_THE DATA_:
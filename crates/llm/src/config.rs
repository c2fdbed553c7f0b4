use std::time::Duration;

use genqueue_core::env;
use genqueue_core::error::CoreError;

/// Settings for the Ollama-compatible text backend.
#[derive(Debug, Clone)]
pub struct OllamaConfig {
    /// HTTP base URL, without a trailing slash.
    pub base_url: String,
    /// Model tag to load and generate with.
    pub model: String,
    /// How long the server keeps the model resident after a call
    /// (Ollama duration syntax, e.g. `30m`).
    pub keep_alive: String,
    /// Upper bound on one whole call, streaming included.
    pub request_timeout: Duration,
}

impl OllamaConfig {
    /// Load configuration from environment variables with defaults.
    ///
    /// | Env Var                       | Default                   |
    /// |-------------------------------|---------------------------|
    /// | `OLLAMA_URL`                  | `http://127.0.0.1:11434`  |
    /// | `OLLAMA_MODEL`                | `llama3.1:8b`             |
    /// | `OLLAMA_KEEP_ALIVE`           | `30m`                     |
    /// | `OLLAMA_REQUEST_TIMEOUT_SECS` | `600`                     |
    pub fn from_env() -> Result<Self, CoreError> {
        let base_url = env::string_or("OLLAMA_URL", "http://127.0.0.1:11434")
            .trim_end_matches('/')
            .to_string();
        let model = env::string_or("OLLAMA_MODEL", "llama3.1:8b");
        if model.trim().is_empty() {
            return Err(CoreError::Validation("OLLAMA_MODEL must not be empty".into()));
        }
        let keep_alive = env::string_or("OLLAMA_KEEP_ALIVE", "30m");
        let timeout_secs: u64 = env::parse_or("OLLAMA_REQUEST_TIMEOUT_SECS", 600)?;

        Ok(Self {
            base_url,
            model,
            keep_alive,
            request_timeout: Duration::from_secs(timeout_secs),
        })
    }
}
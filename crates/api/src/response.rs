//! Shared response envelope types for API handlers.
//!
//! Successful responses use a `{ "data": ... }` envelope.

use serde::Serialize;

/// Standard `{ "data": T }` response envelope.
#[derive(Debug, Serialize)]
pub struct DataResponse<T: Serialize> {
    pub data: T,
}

_TASK REQUIREMENTS_: Within the entries above, report how many lines include "crates", and keep the answer to the number.

_RESPONSE FOR THIS EXERCISE_: 2